--- /dev/null
+From 021091fb673a69c4d51d01e3837086cae788def0 Mon Sep 17 00:00:00 2001
+From: Sasha Levin <sashal@kernel.org>
+Date: Thu, 28 Oct 2021 12:31:13 +0200
+Subject: binfmt_misc: cleanup on filesystem umount
+
+From: Christian Brauner <christian.brauner@ubuntu.com>
+
+[ Upstream commit 1c5976ef0f7ad76319df748ccb99a4c7ba2ba464 ]
+
+Currently, registering a new binary type pins the binfmt_misc
+filesystem. Specifically, this means that as long as there is at least
+one binary type registered the binfmt_misc filesystem survives all
+umounts, i.e. the superblock is not destroyed. Meaning that a umount
+followed by another mount will end up with the same superblock and the
+same binary type handlers. This is a behavior we tend to discourage for
+any new filesystems (apart from a few special filesystems such as e.g.

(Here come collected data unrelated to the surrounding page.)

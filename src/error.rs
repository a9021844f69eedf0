use rocket::http::Status;

use crate::ai::extract::PayloadError;
use crate::store::ContentError;
use crate::validate::ValidationError;

/// Every way a generation request can fail. Callers only ever see
/// [`GenerationError::user_message`]; the variants carry the diagnostics that
/// go to the log.
#[derive(Debug, thiserror::Error)]
pub enum GenerationError {
    #[error("invalid input: {0}")]
    Validation(#[from] ValidationError),

    #[error("throttled for {retry_after_secs}s")]
    Throttled {
        retry_after_secs: u64,
        message: String,
    },

    #[error("AI provider error: {0}")]
    Provider(String),

    #[error(transparent)]
    Payload(#[from] PayloadError),

    #[error("content store error: {0}")]
    ContentStore(#[from] ContentError),
}

impl GenerationError {
    pub fn status(&self) -> Status {
        match self {
            GenerationError::Validation(_) => Status::BadRequest,
            GenerationError::Throttled { .. } => Status::TooManyRequests,
            GenerationError::Provider(_)
            | GenerationError::Payload(_)
            | GenerationError::ContentStore(_) => Status::InternalServerError,
        }
    }

    /// Short machine-readable name of the failure class.
    pub fn kind(&self) -> &'static str {
        match self {
            GenerationError::Validation(_) => "validation",
            GenerationError::Throttled { .. } => "throttled",
            GenerationError::Provider(_) => "provider",
            GenerationError::Payload(PayloadError::NoJsonFound { .. }) => "no_json_found",
            GenerationError::Payload(PayloadError::MalformedJson { .. }) => "malformed_json",
            GenerationError::Payload(PayloadError::IncompletePayload { .. }) => {
                "incomplete_payload"
            }
            GenerationError::ContentStore(_) => "content_store",
        }
    }

    /// The message returned to the merchant. Never contains raw model output.
    pub fn user_message(&self) -> String {
        match self {
            GenerationError::Validation(e) => format!("Invalid input: {}", e),
            GenerationError::Throttled { message, .. } => message.clone(),
            GenerationError::Provider(_) => {
                "The AI service could not be reached. Please try again in a few minutes.".into()
            }
            GenerationError::Payload(PayloadError::NoJsonFound { .. }) => {
                "The AI response was not in the expected format. Please try again.".into()
            }
            GenerationError::Payload(PayloadError::MalformedJson { .. }) => {
                "The AI returned an invalid response. Please try again, or adjust your keyword or word count.".into()
            }
            GenerationError::Payload(PayloadError::IncompletePayload { missing }) => format!(
                "The AI response was incomplete (missing {}). Please try again.",
                missing.join(", ")
            ),
            GenerationError::ContentStore(e @ ContentError::Rejected(_)) => e.first_message(),
            GenerationError::ContentStore(ContentError::Transport(_)) => {
                "The store could not be reached. Please try again in a few minutes.".into()
            }
        }
    }
}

+configfs or debugfs). A umount operation without the filesystem being
+pinned - by e.g. someone holding a file descriptor to an open file -
+should usually result in the destruction of the superblock and all
+associated resources. This makes introspection easier and leads to
+clearly defined, simple and clean semantics. An administrator can rely
+on the fact that a umount will guarantee a clean slate making it
+possible to reinitialize a filesystem. Right now all binary types would
+need to be explicitly deleted before that can happen.
+
+This allows us to remove the heavy-handed calls to simple_pin_fs() and
+simple_release_fs() when creating and deleting binary types. This in
+turn allows us to replace the current brittle pinning mechanism abusing
+dget() which has caused a range of bugs judging from prior fixes in [2]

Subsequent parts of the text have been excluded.